Lors du Forum économique mondial de Davos, fin janvier, il a fort banalement accusé la spéculation d’être à l’origine des malheurs de son pays, tandis que ses ministres dénonçaient de « troubles manœuvres » sur les marchés financiers. Salgado s’est même rendue au siège du Financial Times, à Londres, pour dire tout le mal que son gouvernement pense des articles, il est vrai fort critiques, du quotidien économique britannique. Bref, les dirigeants espagnols accusent le baromètre d’aggraver le mauvais temps. Certains y voient une preuve de désarroi, sinon d’amateurisme. En tout cas, tout cela tombe très mal pour Zapatero, qui espérait profiter de sa présidence européenne pour faire avancer l’idée d’un vrai gouvernement économique européen.

Sauver la Grèce

En définitive, les marchés se sont rassurés. Mais les déclarations de Jean-Claude Trichet, le président de la ­Banque centrale européenne, ou du Luxembourgeois Jean-Claude Juncker, le président de l’Eurogroupe, convaincus l’un et l’autre qu’il n’y a « pas de risques » avec l’Espagne, n’y sont pour rien. Les investisseurs n’ont pas davantage pris en compte le fait que, sur les 30 000 milliards de dollars de dettes accumulées par les trente et un pays de l’OCDE, la dette espagnole ne « pèse » finalement que 1 470 milliards. Non, ce qui les a dissuadés de continuer à jouer la carte d’un risque espagnol, c’est d’abord la décision de l’agence de notation Fitch de conserver à l’Espagne la note AAA – la meilleure.

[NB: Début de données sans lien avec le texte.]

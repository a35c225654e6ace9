//! Web interface components for the SentiMent application
//!
//! This module contains the Dioxus components that make up the web interface:
//! the navigation bar layout and one component per routed page.

/// Navigation bar layout component
mod navbar;
pub use navbar::Navbar;

/// Landing page component
mod landing;
pub use landing::Landing;

/// Sign-in page component
mod auth;
pub use auth::Auth;

/// Dashboard page component
mod dashboard;
pub use dashboard::Dashboard;

/// Profile page component
mod profile;
pub use profile::Profile;

/// Chatbot page component
mod chatbot;
pub use chatbot::Chatbot;

/// Channels page component
mod channels;
pub use channels::Channels;

/// Twitter sentiment page component
mod twitter;
pub use twitter::Twitter;

/// Catch-all page for unmatched paths
mod not_found;
pub use not_found::NotFound;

Selon Brian Coulton, l’un de ses économistes, le seul risque est en fait que la politique d’austérité mise en place retarde la reprise de la croissance. Un dommage limité, en comparaison de la banqueroute fantasmée.

La détermination à sauver la Grèce de la faillite manifestée, le 11 février à Bruxelles, par les dirigeants de la zone euro semble avoir convaincu les redoutables hedge funds qu’il était temps de trouver une victime moins coriace que l’Espagne. Mais jusqu’à quand ?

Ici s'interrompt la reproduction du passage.